Capstone - Week2 - Milestone Report

Introduction

This is a progress brief for my Coursera Data Science Capstone Project. The objective is to explain the Explortory Data Analysis which will lead to the eventual prediction app and algorithm.

The raw corpus data are located at my desktop hard desk:

Blog “./data/Coursera-SwiftKey/final/en_US/en_US.blogs.txt”
News “./data/Coursera-SwiftKey/final/en_US/en_US.news.txt”
Twitter “./data/Coursera-SwiftKey/final/en_US/en_US.twitter.txt”

Download and Unzip Raw Data

Download corpus dataset from Coursera data source (Corpus Data Source) and then unzip it to local disk.

Get Basic Information about Corpus Dataset

Here is the basic information retrived from raw corpus dataset. The code is attached as Appendix.

FileName	FileSizeinMB	Lines	LinesNEmpty	Chars	CharsNWhite	WordCount
en_US.blogs	200.4242	899288	899288	206824382	170389539	37570839
en_US.news	196.2775	1010242	1010242	203223154	169860866	34494539
en_US.twitter	159.3641	2360148	2360148	162096031	134082634	30451128

Sample and Clean

Random sampling method (12,000 lines per file) is justified because of the large corpus text data and my limited computation power.

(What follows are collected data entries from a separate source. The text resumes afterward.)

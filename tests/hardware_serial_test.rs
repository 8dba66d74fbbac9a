//! Hardware tests against a microcontroller running the LED-blink firmware.
//!
//! Run with: MCU_PANEL_TEST_PORT=/dev/ttyACM0 cargo test --test hardware_serial_test --features hardware_tests -- --ignored --nocapture
//!
//! Hardware Setup:
//! - Board flashed with the blink firmware, 9600 baud 8N1
//! - Opening the port resets the board, which then prints `@STARTED`

#![cfg(feature = "hardware_tests")]

use mcu_panel::protocol;
use mcu_panel::{enumerate_available_ports, SerialSession, DEFAULT_BAUD_RATE};
use std::time::Duration;

fn test_port() -> String {
    std::env::var("MCU_PANEL_TEST_PORT").unwrap_or_else(|_| "/dev/ttyACM0".to_string())
}

#[test]
#[ignore] // Hardware-only test
fn test_port_is_enumerated() {
    let ports = enumerate_available_ports();
    println!("Available ports: {ports:?}");
    assert!(ports.contains(&test_port()));
}

#[test]
#[ignore]
fn test_startup_and_blink() {
    let session = SerialSession::connect(&test_port(), DEFAULT_BAUD_RATE).unwrap();
    assert!(protocol::await_startup(&session, Duration::from_secs(5)));

    protocol::blink_led(&session, 3, Duration::from_secs(10)).unwrap();
    session.wait_for_idle(Duration::from_millis(200));
    assert!(session.terminate());
}

#[test]
#[ignore]
fn test_unknown_port_lists_alternatives() {
    let err = SerialSession::connect("/dev/does-not-exist", DEFAULT_BAUD_RATE)
        .err()
        .unwrap();
    println!("{err}");
    assert!(matches!(err, mcu_panel::PanelError::PortNotFound { .. }));
}
//! Simulated serial port.
//!
//! [`MockAdapter`] is the session-facing half; [`MockDevice`] is the far end a test (or
//! the CLI's `--simulate` mode) drives: it feeds bytes as if the microcontroller sent
//! them, unplugs the cable, rejects writes and inspects what the host wrote.
//!
//! Bytes fed through the device are delivered synchronously on the calling thread,
//! which stands in for the real adapter's I/O thread.

use super::{ByteListener, PortHandle};
use crate::protocol::{BLINK_LED_ERROR, BLINK_LED_FINISH, STARTED};
use parking_lot::Mutex;
use std::sync::atomic::{AtomicBool, Ordering};
use std::sync::Arc;
use std::thread;
use std::time::Duration;

/// Reaction to a host write: receives the device handle and the written text.
///
/// Must not replace the responder of the device it is called for.
pub type Responder = Box<dyn FnMut(&MockDevice, &str) + Send + 'static>;

#[derive(Default)]
struct MockState {
    open: AtomicBool,
    unplugged: AtomicBool,
    reject_open: AtomicBool,
    reject_writes: AtomicBool,
    listener: Mutex<Option<ByteListener>>,
    written: Mutex<Vec<Vec<u8>>>,
    greeting: Mutex<Option<String>>,
    responder: Mutex<Option<Responder>>,
}

/// Session-facing simulated port.
pub struct MockAdapter {
    port_name: String,
    baud_rate: u32,
    state: Arc<MockState>,
}

impl MockAdapter {
    /// Create a closed simulated port.
    pub fn new(port_name: impl Into<String>, baud_rate: u32) -> Self {
        Self {
            port_name: port_name.into(),
            baud_rate,
            state: Arc::new(MockState::default()),
        }
    }

    /// Handle to the simulated far end of this port.
    pub fn device(&self) -> MockDevice {
        MockDevice {
            state: Arc::clone(&self.state),
        }
    }
}

impl PortHandle for MockAdapter {
    fn port_name(&self) -> &str {
        &self.port_name
    }

    fn baud_rate(&self) -> u32 {
        self.baud_rate
    }

    fn set_listener(&self, listener: ByteListener) {
        *self.state.listener.lock() = Some(listener);
    }

    fn open(&self) -> bool {
        if self.state.reject_open.load(Ordering::Acquire)
            || self.state.unplugged.load(Ordering::Acquire)
        {
            return false;
        }
        self.state.open.store(true, Ordering::Release);

        let greeting = self.state.greeting.lock().clone();
        if let Some(line) = greeting {
            self.device().feed_line(&line);
        }
        true
    }

    fn close(&self) -> bool {
        self.state.open.store(false, Ordering::Release);
        true
    }

    fn is_connected(&self) -> bool {
        self.state.open.load(Ordering::Acquire) && !self.state.unplugged.load(Ordering::Acquire)
    }

    fn write(&self, bytes: &[u8]) -> bool {
        if !self.is_connected() || self.state.reject_writes.load(Ordering::Acquire) {
            return false;
        }
        self.state.written.lock().push(bytes.to_vec());

        let device = self.device();
        let text = String::from_utf8_lossy(bytes);
        if let Some(responder) = self.state.responder.lock().as_mut() {
            responder(&device, &text);
        }
        true
    }
}

/// The simulated microcontroller end of a [`MockAdapter`].
#[derive(Clone)]
pub struct MockDevice {
    state: Arc<MockState>,
}

impl MockDevice {
    /// Deliver raw bytes to the host's listener. Dropped (returns false) while the port is closed.
    pub fn feed(&self, bytes: &[u8]) -> bool {
        if !self.state.open.load(Ordering::Acquire) || self.state.unplugged.load(Ordering::Acquire)
        {
            return false;
        }
        match self.state.listener.lock().as_mut() {
            Some(listener) => {
                listener(bytes);
                true
            }
            None => false,
        }
    }

    /// Deliver `line` followed by `\n`.
    pub fn feed_line(&self, line: &str) -> bool {
        self.feed(format!("{line}\n").as_bytes())
    }

    /// Simulate the device disappearing (cable pulled, board reset).
    pub fn unplug(&self) {
        self.state.unplugged.store(true, Ordering::Release);
    }

    /// Make subsequent `open` calls fail.
    pub fn set_reject_open(&self, reject: bool) {
        self.state.reject_open.store(reject, Ordering::Release);
    }

    /// Make subsequent writes fail at the transport.
    pub fn set_reject_writes(&self, reject: bool) {
        self.state.reject_writes.store(reject, Ordering::Release);
    }

    /// Line sent to the host every time the port is opened.
    pub fn set_greeting(&self, line: Option<&str>) {
        *self.state.greeting.lock() = line.map(str::to_string);
    }

    /// Install a reaction to host writes.
    pub fn set_responder<F>(&self, responder: F)
    where
        F: FnMut(&MockDevice, &str) + Send + 'static,
    {
        *self.state.responder.lock() = Some(Box::new(responder));
    }

    /// Everything the host wrote, one entry per write call.
    pub fn written(&self) -> Vec<String> {
        self.state
            .written
            .lock()
            .iter()
            .map(|bytes| String::from_utf8_lossy(bytes).into_owned())
            .collect()
    }

    /// Number of write calls that reached the device.
    pub fn write_count(&self) -> usize {
        self.state.written.lock().len()
    }

    /// Whether the host currently has the port open.
    pub fn is_open(&self) -> bool {
        self.state.open.load(Ordering::Acquire)
    }

    /// Behave like the LED-blink firmware: greet with `@STARTED` on open and answer
    /// `*BLINK_LED,n` with `@BLINK_LED,FINISH` after `n * step`, or `@BLINK_LED,ERROR`
    /// right away for a zero or unparsable count.
    pub fn emulate_blink_firmware(&self, step: Duration) {
        self.set_greeting(Some(STARTED));
        self.set_responder(move |device, written| {
            let Some(count) = written.trim().strip_prefix("*BLINK_LED,") else {
                return;
            };
            match count.trim().parse::<u32>() {
                Ok(times) if times > 0 => {
                    let device = device.clone();
                    thread::spawn(move || {
                        thread::sleep(step * times);
                        device.feed_line(BLINK_LED_FINISH);
                    });
                }
                _ => {
                    device.feed_line(BLINK_LED_ERROR);
                }
            }
        });
    }
}

#[cfg(test)]
mod tests {
    use super::*;
    use std::sync::mpsc;

    fn capture(adapter: &MockAdapter) -> mpsc::Receiver<Vec<u8>> {
        let (tx, rx) = mpsc::channel();
        adapter.set_listener(Box::new(move |bytes| {
            let _ = tx.send(bytes.to_vec());
        }));
        rx
    }

    #[test]
    fn test_feed_requires_open_port() {
        let adapter = MockAdapter::new("SIM0", 9600);
        let rx = capture(&adapter);
        let device = adapter.device();

        assert!(!device.feed(b"early\n"));
        assert!(adapter.open());
        assert!(device.feed(b"@STARTED\n"));
        assert_eq!(rx.try_recv().unwrap(), b"@STARTED\n".to_vec());
    }

    #[test]
    fn test_unplug_breaks_connectivity_and_writes() {
        let adapter = MockAdapter::new("SIM0", 9600);
        assert!(adapter.open());
        assert!(adapter.is_connected());

        adapter.device().unplug();
        assert!(!adapter.is_connected());
        assert!(!adapter.write(b"*PING\n"));
        assert!(!adapter.open());
    }

    #[test]
    fn test_greeting_sent_on_open() {
        let adapter = MockAdapter::new("SIM0", 9600);
        let rx = capture(&adapter);
        adapter.device().set_greeting(Some("@STARTED"));
        assert!(adapter.open());
        assert_eq!(rx.try_recv().unwrap(), b"@STARTED\n".to_vec());
    }

    #[test]
    fn test_writes_recorded_and_rejectable() {
        let adapter = MockAdapter::new("SIM0", 9600);
        let device = adapter.device();
        assert!(adapter.open());
        assert!(adapter.write(b"*BLINK_LED,1\n"));
        device.set_reject_writes(true);
        assert!(!adapter.write(b"*BLINK_LED,2\n"));
        assert_eq!(device.written(), vec!["*BLINK_LED,1\n".to_string()]);
    }

    #[test]
    fn test_blink_firmware_rejects_zero_count() {
        let adapter = MockAdapter::new("SIM0", 9600);
        let rx = capture(&adapter);
        adapter.device().emulate_blink_firmware(Duration::from_millis(1));
        assert!(adapter.open());
        assert_eq!(rx.try_recv().unwrap(), b"@STARTED\n".to_vec());

        assert!(adapter.write(b"*BLINK_LED,0\n"));
        assert_eq!(rx.try_recv().unwrap(), b"@BLINK_LED,ERROR\n".to_vec());
    }

    #[test]
    fn test_blink_firmware_finishes_later() {
        let adapter = MockAdapter::new("SIM0", 9600);
        let rx = capture(&adapter);
        adapter.device().emulate_blink_firmware(Duration::from_millis(5));
        assert!(adapter.open());
        let _greeting = rx.recv().unwrap();

        assert!(adapter.write(b"*BLINK_LED,2\n"));
        let reply = rx.recv_timeout(Duration::from_secs(2)).unwrap();
        assert_eq!(reply, b"@BLINK_LED,FINISH\n".to_vec());
    }
}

Next, sampled data is used to create a corpus; and following clean up steps are performed.

Convert all words to lowercase
Eliminate punctuation
Eliminate numbers
Strip whitespace
Eliminate profan words
English stop words
Stemming (Using Porter’s Stemming Algorithm)
Create Plain Text Format

Thereafter, a Document Term Matrix (DTM) is create for each corpus. The code fro this section is attached as Appendix.

Plot Sampled Corpus Data with Word Cloud

The wordcloud package is used to demostrate what each corpus looks like, the word frequency mapping. Here is the example for US English Blogs corpus. Other two corpora or the combination of the total three also can be used in the similar way.

Ngrams Tokenization

The RWeka package has been used to develope Tokeniziers function in order to create unigram, bigram and trigram. And then ggplot2 package has been used to plot them.

The function “plot.Grams” is the self-defined function to implemente functionalities mentioed above. See appendix for the code details.

library(ggplot2); library(gridExtra)
plot.Grams(x = sampleBlogs, subTitle = "Blogs", N = 12)

plot.Grams(x = sampleNews, subTitle = "News", N = 12)

plot.Grams(x = sampleTwitter, subTitle = "Twitter", N = 12)

Further Development Plan

After the exploratory analysis, I think it is ready to start building the predictive model(s) and eventually the data product. Here is my further steps:

Establish the predictive model(s) by using the tokens.
Develop data product (i.e. shiny app) to make word prediction based on user inputs.

Appendix - Code for Basic Information

# Preload necessary R librabires
library(knitr); library(dplyr); library(doParallel)
library(stringi); library(tm); library(ggplot2); library(wordcloud)

path1 <- "./data/Coursera-SwiftKey/final/en_US/en_US.blogs.txt"
path2 <- "./data/Coursera-SwiftKey/final/en_US/en_US.news.txt"
path3 <- "./data/Coursera-SwiftKey/final/en_US/en_US.twitter.txt"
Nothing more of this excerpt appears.